By contrast, Game B, Rutt suggests, describes a bold experiment in imagining another way of being together. It’s less revolution and more evolution. It’s a mode of human coordination that prizes sustainability, coherence, and the wellbeing of people and planet alike. While many frameworks and policies have been proposed, I am beginning to become convinced that the shift begins with us, with how we show up to one another. This is where Wisdom Exchange, or WE, comes in, one of many experiments arising in the Game B space.
WE emerged as a response to what I see as a crisis of relationship. In a time of deep fragmentation and polarization — when even our tools for connection often make relating more frictionless than real — our community believes that finding our trusted others is not just pleasurable but necessary, because belonging isn’t bland. It’s strong sauce!
From this perspective, moving toward Game B requires wise action or how to do the right thing at the right time. However, wisdom doesn’t usually arise in isolation; it arises in dialogue with other people. And not just any dialogue, but the kind that becomes communion. That’s why WE gathers in small, trusted, interconnected groups to speak, listen, and sense together. We don’t just exchange ideas, we consistently cohere within ourselves, between each other, and among the collective whole.
Yet, the closer we come into contact with one another, the more likely we are to step on each other’s psychological toes. As WE knows, that’s not a flaw; it’s a natural part of relating, because relational friction is the medium through which psychological and intellectual growth occurs. And for that growth to be generative rather than malignant, we need something strong enough to hold us when tensions arise.
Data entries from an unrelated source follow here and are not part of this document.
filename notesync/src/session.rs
//! Editor-session binding between text fields and the note store.
use crate::debounce::FieldDebouncer;
use crate::note::NotePatch;
use crate::store::NoteStore;
use std::sync::Arc;
use std::time::Duration;

pub const DEFAULT_QUIET_PERIOD: Duration = Duration::from_millis(500);

/// Owns the per-field debounce handles for the note open in the editor.
///
/// Each editable field has its own timer, scoped to this session rather
/// than process-wide: keystrokes reset the field's timer, and the store's
/// `update` is issued once per burst of typing. Switching notes should go
/// through [`EditorSession::cancel_pending`] so a stale edit is not flushed
/// into the newly selected note's quiet period.
pub struct EditorSession {
    store: Arc<NoteStore>,
    quiet_period: Duration,
    title: FieldDebouncer,
    content: FieldDebouncer,
}

impl EditorSession {
    pub fn new(store: Arc<NoteStore>) -> Self {
        Self::with_quiet_period(store, DEFAULT_QUIET_PERIOD)
    }

    pub fn with_quiet_period(store: Arc<NoteStore>, quiet_period: Duration) -> Self {
        EditorSession {
            store,
            quiet_period,
            title: FieldDebouncer::new(),
            content: FieldDebouncer::new(),
        }
    }

    /// Called on every keystroke in the title field.
    pub async fn title_input(&mut self, text: String) {
        let note = match self.store.selected_note().await {
            Some(note) => note,
            None => return,
        };
        let store = Arc::clone(&self.store);
        self.title.submit(self.quiet_period, async move {
            store
                .update(
                    &note.id,
                    NotePatch {
                        title: Some(text),
                        ..Default::default()
                    },
                )
                .await;
        });
    }

    /// Called on every input event in the content editor.
    pub async fn content_input(&mut self, html: String) {
        let note = match self.store.selected_note().await {
            Some(note) => note,
            None => return,
        };
        let store = Arc::clone(&self.store);
        self.content.submit(self.quiet_period, async move {
            store
                .update(
                    &note.id,
                    NotePatch {
                        content: Some(html),
                        ..Default::default()
                    },
                )
                .await;
        });
    }

    /// Drop pending edits, e.g. when switching notes.
    pub fn cancel_pending(&mut self) {
        self.title.cancel();
        self.content.cancel();
    }
}
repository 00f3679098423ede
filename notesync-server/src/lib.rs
#[macro_use]
extern crate tracing;
#[macro_use]
extern crate lazy_static;

pub mod configuration;
pub mod routes;
pub mod startup;
pub mod telemetry;
use notesync::remote::util::populate_sample_notes;
use notesync::{BoxedRemote, InMemoryRemote};

#[derive(serde::Deserialize, Debug)]
pub struct Settings {
    pub host: String,
    pub port: u16,
    pub debug: bool,
    populate: bool,
}

impl Settings {
    pub async fn get_remote(&self) -> BoxedRemote {
        let remote: BoxedRemote = Box::new(InMemoryRemote::new());
        if self.populate {
            populate_sample_notes(&remote).await;
        }
        remote
    }
}

lazy_static! {
    pub static ref CONFIGURATION: Settings =
        get_configuration().expect("Failed to read configuration.yml.");
}

pub fn get_configuration() -> Result<Settings, config::ConfigError> {
    let config = config::Config::builder()
        .set_default("debug", false)?
        .set_default("host", "localhost")?
        .set_default("port", 8000)?
        .set_default("populate", false)?
        .add_source(config::File::with_name("configuration").required(false))
        .add_source(
            config::Environment::default()
                .prefix("notesync")
                .separator("_"),
        )
        .build()?;
    config.try_deserialize()
}
//! In-memory implementation of the remote note service.
use crate::errors::RemoteError;
use crate::note::{Note, NoteDraft, NoteId, NotePatch};
use crate::remote::RemoteNoteService;
use chrono::Utc;
use futures::future::BoxFuture;
use std::collections::HashMap;
use tokio::sync::RwLock;
use uuid::Uuid;

#[derive(Debug, Default)]
struct InMemoryRemoteInner {
    notes: HashMap<NoteId, Note>,
}

impl InMemoryRemoteInner {
    /// Generate a new [`NoteId`].
    ///
    /// We use the UUID V4 scheme.
    fn get_new_noteid(&self) -> NoteId {
        NoteId::new(Uuid::new_v4().to_string())
    }

    fn get(&self, id: &NoteId) -> Result<Note, RemoteError> {
        self.notes
            .get(id)
            .cloned()
            .ok_or_else(|| RemoteError::NoteNotExist(id.clone()))
    }

    fn get_mut(&mut self, id: &NoteId) -> Result<&mut Note, RemoteError> {
        self.notes
            .get_mut(id)
            .ok_or_else(|| RemoteError::NoteNotExist(id.clone()))
    }

    fn list(&self) -> Vec<Note> {
        let mut notes: Vec<Note> = self.notes.values().cloned().collect();
        // pinned first, then most recently updated
        notes.sort_by(|a, b| {
            b.pinned
                .cmp(&a.pinned)
                .then(b.updated_at.cmp(&a.updated_at))
        });
        notes
    }

    fn create(&mut self, draft: NoteDraft) -> Note {
        let id = self.get_new_noteid();
        let now = Utc::now();
        let note = Note {
            id: id.clone(),
            title: if draft.title.is_empty() {
                "Untitled".to_owned()
            } else {
                draft.title
            },
            content: draft.content,
            tags: draft.tags,
            pinned: draft.pinned,
            is_encrypted: false,
            encrypted_content: None,
            updated_at: now,
            created_at: now,
        };
        assert!(!self.notes.contains_key(&id));
        self.notes.insert(id, note.clone());
        note
    }

    fn update(&mut self, id: &NoteId, patch: NotePatch) -> Result<Note, RemoteError> {
        let note = self.get_mut(id)?;
        patch.apply_to(note);
        note.touch();
        Ok(note.clone())
    }

    fn delete(&mut self, id: &NoteId) -> Result<(), RemoteError> {
        self.notes
            .remove(id)
            .map(|_| ())
            .ok_or_else(|| RemoteError::NoteNotExist(id.clone()))
    }

    fn toggle_pin(&mut self, id: &NoteId) -> Result<Note, RemoteError> {
        let note = self.get_mut(id)?;
        note.pinned = !note.pinned;
        note.touch();
        Ok(note.clone())
    }

    fn add_tag(&mut self, id: &NoteId, tag: &str) -> Result<Note, RemoteError> {
        let note = self.get_mut(id)?;
        if note.add_tag(tag) {
            note.touch();
        }
        Ok(note.clone())
    }

    fn remove_tag(&mut self, id: &NoteId, tag: &str) -> Result<Note, RemoteError> {
        let note = self.get_mut(id)?;
        note.remove_tag(tag);
        note.touch();
        Ok(note.clone())
    }
}

/// In-memory note service.
///
/// This is mostly designed for development and tests, because there is no
/// persistence layer.
#[derive(Debug, Default)]
pub struct InMemoryRemote {
    inner: RwLock<InMemoryRemoteInner>,
}

impl InMemoryRemote {
    pub fn new() -> Self {
        Default::default()
    }
}

impl RemoteNoteService for InMemoryRemote {
    fn list(&self) -> BoxFuture<Result<Vec<Note>, RemoteError>> {
        Box::pin(async move {
            let inner = self.inner.read().await;
            Ok(inner.list())
        })
    }

    fn create(&self, draft: NoteDraft) -> BoxFuture<Result<Note, RemoteError>> {
        Box::pin(async move {
            let mut inner = self.inner.write().await;
            Ok(inner.create(draft))
        })
    }

    fn get<'a>(&'a self, id: &'a NoteId) -> BoxFuture<'a, Result<Note, RemoteError>> {
        Box::pin(async move {
            let inner = self.inner.read().await;
            inner.get(id)
        })
    }

    fn update<'a>(
        &'a self,
        id: &'a NoteId,
        patch: NotePatch,
    ) -> BoxFuture<'a, Result<Note, RemoteError>> {
        Box::pin(async move {
            let mut inner = self.inner.write().await;
            inner.update(id, patch)
        })
    }

    fn delete<'a>(&'a self, id: &'a NoteId) -> BoxFuture<'a, Result<(), RemoteError>> {
        Box::pin(async move {
            let mut inner = self.inner.write().await;
            inner.delete(id)
        })
    }

    fn toggle_pin<'a>(&'a self, id: &'a NoteId) -> BoxFuture<'a, Result<Note, RemoteError>> {
        Box::pin(async move {
            let mut inner = self.inner.write().await;
            inner.toggle_pin(id)
        })
    }

    fn add_tag<'a>(
        &'a self,
        id: &'a NoteId,
        tag: &'a str,
    ) -> BoxFuture<'a, Result<Note, RemoteError>> {
        Box::pin(async move {
            let mut inner = self.inner.write().await;
            inner.add_tag(id, tag)
        })
    }

    fn remove_tag<'a>(
        &'a self,
        id: &'a NoteId,
        tag: &'a str,
    ) -> BoxFuture<'a, Result<Note, RemoteError>> {
        Box::pin(async move {
            let mut inner = self.inner.write().await;
            inner.remove_tag(id, tag)
        })
    }
}
use crate::routes::*;
use actix_web::dev::Server;
use actix_web::middleware::{NormalizePath, TrailingSlash};
use actix_web::web::Data;
use actix_web::{web, App, HttpServer};
use notesync::BoxedRemote;
use std::net::TcpListener;
use tracing_actix_web::TracingLogger;

pub fn run(listener: TcpListener, remote: BoxedRemote) -> Result<Server, std::io::Error> {
    let remote: Data<BoxedRemote> = Data::new(remote);
    let server = HttpServer::new(move || {
        App::new()
            .wrap(NormalizePath::new(TrailingSlash::Trim))
            .wrap(TracingLogger::default())
            .service(web::scope("/api").configure(api_config))
            .configure(index_config)
            .app_data(remote.clone())
    })
    .listen(listener)?
    .run();
    Ok(server)
}
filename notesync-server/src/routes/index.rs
use actix_web::{get, web, HttpResponse};

#[get("/health_check")]
#[instrument]
async fn health_check() -> HttpResponse {
    HttpResponse::Ok().finish()
}

pub fn config(cfg: &mut web::ServiceConfig) {
    cfg.service(health_check);
}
That’s why WE emphasizes, as does Rutt, the importance of accords — exquisite, relational agreements that guide how we relate, how we repair, and ultimately, how we remain viable as a community. Without them, coherence dissolves, and the group risks collapsing under the weight of unprocessed rupture and pain. In this sense, WE is a living experiment in what it takes to cohere. Because we practice presence, mutuality, and repair, we don’t just tolerate difference; we honor and enjoy it. As a result, we are learning, slowly and together, how to move through conflict with compassion, and emerge on the other side more whole than before.
As such, WE can be considered a microcosm of a larger cultural shift — a prototype of what Game B might feel like, one in which a new kind of belonging, rooted less in the need for dominance or control, and more in presence, dialogue, dignity, and care can emerge.
The further WE goes, the more it’s becoming clearer to me that the future won’t be built on strategy or policy alone. It will be built on personal and interpersonal trust. Because trust is relational, messy, and slow, it requires patience, embodied attention, and a willingness to be changed by what we experience and hear. In a modern world drunk on optimization and speed, WE invites us to slow down, listen carefully, and nourish the moment with something stronger, and perhaps, even something wiser.
It’s that strong sauce that brings the whole recipe together, infusing human wellbeing with depth and richness, all while keeping it simmering gently within the planet’s bounds.


I think one of the key results of being in the Wisdom Exchange is being able to experience the sauce you describe and know it to be real. This gives it real value such that members are more willing and able to regulate attention seeking behaviour so that the sauce can emerge. In this way our ability to hold complexity grows because the payoff for doing so is so rich and satisfying.